Reading the weekend newspaper opinion pages and columnists, I was amazed at how many supposedly intelligent feminists fell for the Sarkozy bull. But they did - hook, line and sinker exhibiting an astonishing shallowness in their writing.
I genuinely have a feeling Sarkozy is one of these weak-kneed, lily-livered men who trembles at the thought of empowered women. And I think the sight of a woman in a burka makes him feel inferior.
Could it be that because his wife - as beautiful as she is - has bared all for every man on the planet to ogle, that the very sight of a burka-clad female makes him feel insecure in his own relationship?
As any European schoolboy can testify from the pictures Blu-tacked to his ceiling, to the crumpled, sticky torn out, somewhat crusty pages of last year's GQ hidden under their bed, France's First Lady is the stuff of male fantasies.
Consider this, if a woman chooses to be veiled rather than show her face to a man, is she doing so to protect her husband’s feelings, in which case she could be seen as being compliant and servile, or - more importantly - is she doing so to protect her own face from the violation of a man's eyes?
Could it be that some of these women, when peering out of their burkas at the French leader, feel so special that they do not want the likes of him staring at all of their features?

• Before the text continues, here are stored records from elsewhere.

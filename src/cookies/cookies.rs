//! Cookie core types.
//!
//! This module defines the **type-erased handle** used to share a jar and the
//! serializable [`Cookie`] data structure.
//!
//! # Concurrency model
//! - [`CookieJarHandle`] is `Arc<RwLock<dyn CookieJar + Send + Sync>>`.
//!   - Callers take a **read lock** for non-mutating operations and a **write lock**
//!     for mutating operations on the underlying jar.
//!
//! The [`Cookie`] struct can be (de)serialized via `serde`, which is how
//! [`JsonCookieStore`](crate::cookies::JsonCookieStore) persists a jar.
//!
//! ```rust,no_run
//! use mediator_storage::cookies::{Cookie, SameSite};
//!
//! let c = Cookie {
//!     name: "_lf_permission_https://a.example__storageAccess".into(),
//!     value: r#"{"state":"granted"}"#.into(),
//!     path: Some("/".into()),
//!     domain: None,
//!     secure: true,
//!     expires: Some("2035-12-31T23:59:59Z".into()), // RFC 3339
//!     same_site: Some(SameSite::None),
//!     http_only: false,
//! };
//! ```

use crate::cookies::CookieJar;
use serde::{Deserialize, Serialize};
use std::fmt;
use std::sync::{Arc, RwLock};
use time::format_description::well_known::Rfc3339;
use time::OffsetDateTime;

/// A handle to a cookie jar trait.
///
/// This is a reference-counted, read/write-locked pointer to a type-erased
/// [`CookieJar`]. Obtain a **read lock** for queries and a **write lock** for
/// mutations.
pub type CookieJarHandle = Arc<RwLock<dyn CookieJar + Send + Sync>>;

/// SameSite policy of a cookie.
#[derive(Debug, Clone, Copy, PartialEq, Eq, Serialize, Deserialize)]
pub enum SameSite {
    Strict,
    Lax,
    /// Cross-site allowed; browsers require `secure` alongside it.
    None,
}

impl fmt::Display for SameSite {
    fn fmt(&self, f: &mut fmt::Formatter<'_>) -> fmt::Result {
        let s = match self {
            SameSite::Strict => "Strict",
            SameSite::Lax => "Lax",
            SameSite::None => "None",
        };
        f.write_str(s)
    }
}

/// A cookie as stored in a jar.
#[derive(Debug, Clone, PartialEq, Eq, Serialize, Deserialize)]
pub struct Cookie {
    /// Cookie name (case-sensitive).
    pub name: String,

    /// Raw cookie value.
    pub value: String,

    /// Path scoping (e.g., `"/"`).
    pub path: Option<String>,

    /// Domain scoping (host-only if `None`).
    pub domain: Option<String>,

    /// If `true`, cookie is sent only over HTTPS.
    pub secure: bool,

    /// Expiration timestamp in RFC 3339. Session cookies have `None`.
    pub expires: Option<String>,

    /// SameSite policy.
    pub same_site: Option<SameSite>,

    /// If `true`, cookie is blocked from access by client-side scripts.
    pub http_only: bool,
}

impl Cookie {
    /// Creates a host-only session cookie with no attributes.
    pub fn new(name: impl Into<String>, value: impl Into<String>) -> Self {
        Self {
            name: name.into(),
            value: value.into(),
            path: None,
            domain: None,
            secure: false,
            expires: None,
            same_site: None,
            http_only: false,
        }
    }

    /// Parsed expiry, if the cookie carries a valid one.
    pub fn expires_at(&self) -> Option<OffsetDateTime> {
        self.expires
            .as_deref()
            .and_then(|e| OffsetDateTime::parse(e, &Rfc3339).ok())
    }

    /// Whether the cookie has expired at `now`. Unparseable expiries count as session cookies.
    pub fn is_expired_at(&self, now: OffsetDateTime) -> bool {
        self.expires_at().is_some_and(|at| at <= now)
    }

    /// Whether the cookie has expired right now.
    pub fn is_expired(&self) -> bool {
        self.is_expired_at(OffsetDateTime::now_utc())
    }
}
//! JSON-backed cookie store.
//!
//! `JsonCookieStore` persists a cookie jar in a single JSON file on disk.
//!
//! ### I/O characteristics & caveats
//! - `persist` rewrites the entire file.
//! - File writes are not atomic.
//! - A file that does not parse is treated as empty and overwritten on the next write.
use std::fs;
use std::io::ErrorKind;
use std::path::PathBuf;

use anyhow::Context;
use serde::{Deserialize, Serialize};

use crate::cookies::cookie_jar::DefaultCookieJar;
use crate::cookies::store::CookieStore;
use crate::cookies::Cookie;

/// On-disk representation of a cookie jar.
#[derive(Debug, Default, Serialize, Deserialize)]
struct CookieStoreFile {
    cookies: Vec<Cookie>,
}

/// A JSON-based cookie store that persists cookies across sessions.
pub struct JsonCookieStore {
    /// Path to the JSON file where cookies are stored.
    path: PathBuf,
}

impl JsonCookieStore {
    /// Creates a JSON cookie store at `path`. The file is created on first write.
    pub fn new(path: PathBuf) -> Self {
        Self { path }
    }

    fn load_file(&self) -> anyhow::Result<CookieStoreFile> {
        let contents = match fs::read_to_string(&self.path) {
            Ok(contents) => contents,
            Err(e) if e.kind() == ErrorKind::NotFound => return Ok(CookieStoreFile::default()),
            Err(e) => {
                return Err(e).with_context(|| format!("reading cookie store {}", self.path.display()))
            }
        };

        Ok(serde_json::from_str(&contents).unwrap_or_else(|e| {
            log::warn!("Cookie store {} is corrupt, starting empty: {e}", self.path.display());
            CookieStoreFile::default()
        }))
    }

    fn save_file(&self, store_file: &CookieStoreFile) -> anyhow::Result<()> {
        let contents = serde_json::to_string_pretty(store_file)?;
        fs::write(&self.path, contents)
            .with_context(|| format!("writing cookie store {}", self.path.display()))
    }
}

impl CookieStore for JsonCookieStore {
    fn load(&self) -> anyhow::Result<DefaultCookieJar> {
        let file = self.load_file()?;
        let mut jar = DefaultCookieJar::new();
        jar.entries = file.cookies;
        Ok(jar)
    }

    fn persist(&self, snapshot: &DefaultCookieJar) -> anyhow::Result<()> {
        self.save_file(&CookieStoreFile {
            cookies: snapshot.entries.clone(),
        })
    }

    fn remove(&self) -> anyhow::Result<()> {
        match fs::remove_file(&self.path) {
            Err(e) if e.kind() != ErrorKind::NotFound => {
                Err(e).with_context(|| format!("removing cookie store {}", self.path.display()))
            }
            _ => Ok(()),
        }
    }
}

And this, I believe, is what disturbs Sarkozy because if burka-clad women don’t want to be peered or leered at by men like him then this would be seen not as a show of subjugation but a sense of female superiority.
After all Mrs Sarkozy can be viewed in all her naked glory by anyone who can access the internet or a copy of last year’s GQ.
And then someone paid $91,000 for a naked portrait at a Christie’s auction in New York.
On top of that it appears someone stole hundreds of “highly intimate” images of France’s First Lady and an ex-lover a couple of months ago.
A fascinating stuff, but let’s not dwell too long on this subject, I've yet to raise the third lesson Sarkozy needs to learn and that is: People in glass houses shouldn’t throw stones.
A quick scratch beneath the thin veneer of public office reveals the French leader to be a sauteur.*
And the source of this information is none other than the long-suffering Cecilia Sarkozy, who had to put up with 18 years of being married to a man with behavioural problems including being mean, cold and a serial womaniser.
In the book Cecilia, published by Flammarion in January 2008, she said of her husband: "He has a ridiculous side. He is undignified. Nicolas doesn't come over like a president. He has a real behaviour problem ... He needs someone to point it out to him. I did it for 18 years and I can't do it anymore. I am the last person who can do it."
These, and other, extracts incensed Sarkozy and his estranged wife's lawyers sought an injunction to prevent publication on the grounds that the book had invaded the former first lady's privacy – not that it was inaccurate. The former French first lady Cécilia Sarkozy, divorced in October 2007, is quoted as criticising her ex-husband's morals, his parenting skills and his fitness to be president.
That must have been extremely crushing and hurtful for France’s little emperor’. But no more hurtful than attacking and scapegoating harmless Muslim women. I wonder if he feels as though they are judging him from behind their veils.
Well we're all judging France's ‘Little Emperor’ now and the verdict isn’t a good one.